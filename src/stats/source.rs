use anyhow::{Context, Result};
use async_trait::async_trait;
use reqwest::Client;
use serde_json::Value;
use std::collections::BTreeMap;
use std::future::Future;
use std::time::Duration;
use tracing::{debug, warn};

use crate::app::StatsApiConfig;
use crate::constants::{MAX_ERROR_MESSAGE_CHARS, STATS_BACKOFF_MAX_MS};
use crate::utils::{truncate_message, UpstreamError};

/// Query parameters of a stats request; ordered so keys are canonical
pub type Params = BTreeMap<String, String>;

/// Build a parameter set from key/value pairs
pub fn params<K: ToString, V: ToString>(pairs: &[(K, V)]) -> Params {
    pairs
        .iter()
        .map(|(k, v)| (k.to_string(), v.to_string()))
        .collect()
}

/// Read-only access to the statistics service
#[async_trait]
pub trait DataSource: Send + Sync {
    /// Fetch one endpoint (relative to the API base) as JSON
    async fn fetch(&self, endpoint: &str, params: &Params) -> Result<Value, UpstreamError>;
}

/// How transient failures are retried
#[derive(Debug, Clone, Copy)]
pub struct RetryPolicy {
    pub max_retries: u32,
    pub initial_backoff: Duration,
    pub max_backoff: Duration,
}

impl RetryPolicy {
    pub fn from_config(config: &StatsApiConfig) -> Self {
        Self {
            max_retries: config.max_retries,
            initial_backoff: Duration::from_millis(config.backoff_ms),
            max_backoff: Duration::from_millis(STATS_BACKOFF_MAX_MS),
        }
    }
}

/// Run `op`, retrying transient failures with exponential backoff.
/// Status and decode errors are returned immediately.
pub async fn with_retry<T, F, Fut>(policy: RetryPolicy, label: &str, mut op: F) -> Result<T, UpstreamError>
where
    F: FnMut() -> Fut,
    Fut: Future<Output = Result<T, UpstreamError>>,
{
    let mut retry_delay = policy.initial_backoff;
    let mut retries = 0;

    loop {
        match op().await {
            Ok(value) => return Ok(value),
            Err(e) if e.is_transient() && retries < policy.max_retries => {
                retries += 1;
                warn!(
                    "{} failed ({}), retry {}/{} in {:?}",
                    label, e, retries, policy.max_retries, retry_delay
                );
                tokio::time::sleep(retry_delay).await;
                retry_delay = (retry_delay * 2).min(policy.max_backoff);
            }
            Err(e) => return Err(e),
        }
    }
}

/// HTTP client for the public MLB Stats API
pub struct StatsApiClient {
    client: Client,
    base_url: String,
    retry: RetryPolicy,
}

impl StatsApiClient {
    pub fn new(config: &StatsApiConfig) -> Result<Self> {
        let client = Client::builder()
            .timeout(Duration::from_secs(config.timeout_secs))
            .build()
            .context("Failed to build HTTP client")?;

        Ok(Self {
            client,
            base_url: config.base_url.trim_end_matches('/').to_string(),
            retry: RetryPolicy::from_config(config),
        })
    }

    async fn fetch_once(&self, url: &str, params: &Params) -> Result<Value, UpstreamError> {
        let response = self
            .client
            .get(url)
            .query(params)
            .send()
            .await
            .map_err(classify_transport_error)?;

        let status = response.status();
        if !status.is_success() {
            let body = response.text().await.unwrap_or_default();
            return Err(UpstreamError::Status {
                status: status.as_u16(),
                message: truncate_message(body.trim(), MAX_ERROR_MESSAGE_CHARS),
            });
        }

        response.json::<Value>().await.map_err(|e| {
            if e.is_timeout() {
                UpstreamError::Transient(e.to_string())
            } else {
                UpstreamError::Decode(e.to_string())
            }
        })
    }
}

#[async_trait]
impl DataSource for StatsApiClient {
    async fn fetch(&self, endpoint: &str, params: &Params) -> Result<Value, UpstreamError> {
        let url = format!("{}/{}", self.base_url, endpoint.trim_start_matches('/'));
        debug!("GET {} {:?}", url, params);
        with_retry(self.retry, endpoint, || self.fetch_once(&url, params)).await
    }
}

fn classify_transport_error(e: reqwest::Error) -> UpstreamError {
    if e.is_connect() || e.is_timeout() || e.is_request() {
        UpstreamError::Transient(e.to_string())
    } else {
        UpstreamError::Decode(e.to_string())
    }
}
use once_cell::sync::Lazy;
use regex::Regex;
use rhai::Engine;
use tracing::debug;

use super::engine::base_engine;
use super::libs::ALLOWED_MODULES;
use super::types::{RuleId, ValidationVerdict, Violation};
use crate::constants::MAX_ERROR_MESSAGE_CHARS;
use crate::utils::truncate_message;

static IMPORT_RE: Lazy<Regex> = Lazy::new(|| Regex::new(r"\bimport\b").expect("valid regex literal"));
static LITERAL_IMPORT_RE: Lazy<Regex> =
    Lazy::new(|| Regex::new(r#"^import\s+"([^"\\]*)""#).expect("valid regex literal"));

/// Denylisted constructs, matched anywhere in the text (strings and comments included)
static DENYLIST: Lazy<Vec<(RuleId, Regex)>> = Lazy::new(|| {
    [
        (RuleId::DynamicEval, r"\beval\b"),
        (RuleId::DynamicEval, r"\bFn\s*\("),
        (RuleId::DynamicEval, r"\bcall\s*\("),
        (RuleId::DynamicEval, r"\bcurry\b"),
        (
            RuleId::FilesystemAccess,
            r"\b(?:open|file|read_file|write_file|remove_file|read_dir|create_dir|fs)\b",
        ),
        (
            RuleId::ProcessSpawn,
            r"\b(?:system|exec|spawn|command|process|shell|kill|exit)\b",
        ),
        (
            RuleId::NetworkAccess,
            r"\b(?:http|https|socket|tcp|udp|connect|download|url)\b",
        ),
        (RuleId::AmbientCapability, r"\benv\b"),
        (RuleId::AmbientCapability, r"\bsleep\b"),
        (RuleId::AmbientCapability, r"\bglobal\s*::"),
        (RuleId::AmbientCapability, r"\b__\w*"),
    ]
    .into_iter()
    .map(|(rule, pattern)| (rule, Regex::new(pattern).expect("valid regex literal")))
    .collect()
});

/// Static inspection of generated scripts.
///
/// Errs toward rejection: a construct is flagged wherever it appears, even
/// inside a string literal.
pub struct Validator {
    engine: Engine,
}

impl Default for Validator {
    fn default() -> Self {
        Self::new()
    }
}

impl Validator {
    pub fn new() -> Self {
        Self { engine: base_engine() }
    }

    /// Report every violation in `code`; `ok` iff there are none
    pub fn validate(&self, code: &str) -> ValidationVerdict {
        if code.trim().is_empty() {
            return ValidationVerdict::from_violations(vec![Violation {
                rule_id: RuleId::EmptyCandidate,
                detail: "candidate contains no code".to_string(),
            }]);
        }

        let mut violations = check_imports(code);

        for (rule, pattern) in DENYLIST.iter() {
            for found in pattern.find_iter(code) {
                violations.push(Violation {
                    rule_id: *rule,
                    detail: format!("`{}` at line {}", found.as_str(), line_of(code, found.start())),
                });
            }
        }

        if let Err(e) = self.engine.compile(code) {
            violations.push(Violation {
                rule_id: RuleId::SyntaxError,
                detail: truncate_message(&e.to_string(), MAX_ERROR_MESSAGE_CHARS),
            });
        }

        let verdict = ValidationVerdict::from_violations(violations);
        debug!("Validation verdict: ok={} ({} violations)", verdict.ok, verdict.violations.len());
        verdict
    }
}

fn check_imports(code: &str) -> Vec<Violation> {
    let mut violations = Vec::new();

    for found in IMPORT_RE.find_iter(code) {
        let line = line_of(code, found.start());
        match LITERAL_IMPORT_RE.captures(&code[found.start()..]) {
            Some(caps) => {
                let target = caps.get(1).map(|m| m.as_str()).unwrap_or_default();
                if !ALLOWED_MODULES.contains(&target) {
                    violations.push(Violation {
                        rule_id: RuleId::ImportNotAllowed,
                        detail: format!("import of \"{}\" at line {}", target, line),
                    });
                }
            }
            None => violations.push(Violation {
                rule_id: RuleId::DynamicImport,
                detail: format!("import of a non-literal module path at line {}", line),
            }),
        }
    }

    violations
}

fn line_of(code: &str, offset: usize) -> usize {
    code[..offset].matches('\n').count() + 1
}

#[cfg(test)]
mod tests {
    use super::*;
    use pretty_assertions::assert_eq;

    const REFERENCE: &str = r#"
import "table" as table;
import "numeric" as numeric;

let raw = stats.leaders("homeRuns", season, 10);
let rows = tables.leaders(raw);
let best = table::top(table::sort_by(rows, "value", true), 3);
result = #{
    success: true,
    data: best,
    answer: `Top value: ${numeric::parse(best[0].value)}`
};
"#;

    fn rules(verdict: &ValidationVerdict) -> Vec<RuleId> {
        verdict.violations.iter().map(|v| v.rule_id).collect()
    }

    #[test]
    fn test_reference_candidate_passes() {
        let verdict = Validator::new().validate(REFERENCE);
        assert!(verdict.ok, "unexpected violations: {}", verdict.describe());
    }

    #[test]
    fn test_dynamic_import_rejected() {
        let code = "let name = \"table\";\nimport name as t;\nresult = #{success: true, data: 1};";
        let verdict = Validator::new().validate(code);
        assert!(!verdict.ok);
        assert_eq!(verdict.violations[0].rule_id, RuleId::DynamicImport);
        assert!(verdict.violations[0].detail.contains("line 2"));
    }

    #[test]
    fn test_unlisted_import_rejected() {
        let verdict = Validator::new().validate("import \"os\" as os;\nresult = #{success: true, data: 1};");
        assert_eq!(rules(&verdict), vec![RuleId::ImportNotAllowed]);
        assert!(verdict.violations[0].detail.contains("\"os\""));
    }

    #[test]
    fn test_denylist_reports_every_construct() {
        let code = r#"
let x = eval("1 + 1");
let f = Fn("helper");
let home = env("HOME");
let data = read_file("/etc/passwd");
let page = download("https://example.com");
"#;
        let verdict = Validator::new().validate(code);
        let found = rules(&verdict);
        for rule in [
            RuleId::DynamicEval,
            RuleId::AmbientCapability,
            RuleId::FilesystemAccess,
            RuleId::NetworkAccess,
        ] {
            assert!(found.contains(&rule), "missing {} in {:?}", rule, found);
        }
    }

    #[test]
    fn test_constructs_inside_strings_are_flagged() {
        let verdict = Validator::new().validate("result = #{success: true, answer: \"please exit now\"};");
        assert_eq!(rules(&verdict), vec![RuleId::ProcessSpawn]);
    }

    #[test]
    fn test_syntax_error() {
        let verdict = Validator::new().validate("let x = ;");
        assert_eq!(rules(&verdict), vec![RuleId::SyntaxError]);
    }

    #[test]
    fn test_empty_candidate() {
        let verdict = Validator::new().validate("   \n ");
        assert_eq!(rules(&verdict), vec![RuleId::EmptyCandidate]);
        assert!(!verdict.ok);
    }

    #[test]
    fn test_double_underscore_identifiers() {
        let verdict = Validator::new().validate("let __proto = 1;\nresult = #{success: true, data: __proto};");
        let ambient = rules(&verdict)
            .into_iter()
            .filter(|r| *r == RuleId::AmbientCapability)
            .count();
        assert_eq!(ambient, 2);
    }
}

WHAT IS EXPECTED: From the records above, return each line that includes "response".

REPLY:
        let response = self
        let status = response.status();
            let body = response.text().await.unwrap_or_default();
        response.json::<Value>().await.map_err(|e| {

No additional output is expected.